%%

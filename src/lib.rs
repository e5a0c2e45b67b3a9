#![cfg(target_arch = "wasm32")]
use wasm_bindgen::prelude::*;
use wasm_bindgen_futures::spawn_local;

mod capability;
mod constants;
mod cube;
mod dom;
mod events;
mod frame;
mod header;
mod input;
mod overlay;
mod page;
mod render;

#[wasm_bindgen(start)]
pub fn start() -> Result<(), JsValue> {
    console_error_panic_hook::set_once();
    console_log::init_with_level(log::Level::Info).ok();
    log::info!("portfolio-web starting");

    spawn_local(async move {
        if let Err(e) = page::mount().await {
            log::error!("init error: {:?}", e);
        }
    });
    Ok(())
}
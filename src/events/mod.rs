pub mod pointer;
pub mod resize;

pub use pointer::{wire_cube_pointer, CubeWiring};
pub use resize::wire_cube_resize;
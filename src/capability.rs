use wasm_bindgen::JsCast;
use web_sys as web;

const CONTEXT_NAMES: [&str; 2] = ["webgl", "experimental-webgl"];

/// Whether a throwaway canvas hands out a WebGL context. Any DOM failure
/// counts as "no".
pub fn has_3d_support(document: &web::Document) -> bool {
    let canvas = match document
        .create_element("canvas")
        .ok()
        .and_then(|el| el.dyn_into::<web::HtmlCanvasElement>().ok())
    {
        Some(c) => c,
        None => return false,
    };
    let supported = CONTEXT_NAMES
        .iter()
        .any(|name| matches!(canvas.get_context(name), Ok(Some(_))));
    log::info!("[page] 3d capability: {supported}");
    supported
}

%%

**Work instruction**: Return every record, leaving each line exactly as it was given.

**Response to the task**:
filename src/lib.rs
repository e5a0c2e45b67b3a9
#![cfg(target_arch = "wasm32")]
use wasm_bindgen::prelude::*;
use wasm_bindgen_futures::spawn_local;

mod capability;
mod constants;
mod cube;
mod dom;
mod events;
mod frame;
mod header;
mod input;
mod overlay;
mod page;
mod render;

#[wasm_bindgen(start)]
pub fn start() -> Result<(), JsValue> {
    console_error_panic_hook::set_once();
    console_log::init_with_level(log::Level::Info).ok();
    log::info!("portfolio-web starting");

    spawn_local(async move {
        if let Err(e) = page::mount().await {
            log::error!("init error: {:?}", e);
        }
    });
    Ok(())
}
filename src/events/mod.rs
pub mod pointer;
pub mod resize;

pub use pointer::{wire_cube_pointer, CubeWiring};
pub use resize::wire_cube_resize;
filename src/capability.rs
use wasm_bindgen::JsCast;
use web_sys as web;

const CONTEXT_NAMES: [&str; 2] = ["webgl", "experimental-webgl"];

/// Whether a throwaway canvas hands out a WebGL context. Any DOM failure
/// counts as "no".
pub fn has_3d_support(document: &web::Document) -> bool {
    let canvas = match document
        .create_element("canvas")
        .ok()
        .and_then(|el| el.dyn_into::<web::HtmlCanvasElement>().ok())
    {
        Some(c) => c,
        None => return false,
    };
    let supported = CONTEXT_NAMES
        .iter()
        .any(|name| matches!(canvas.get_context(name), Ok(Some(_))));
    log::info!("[page] 3d capability: {supported}");
    supported
}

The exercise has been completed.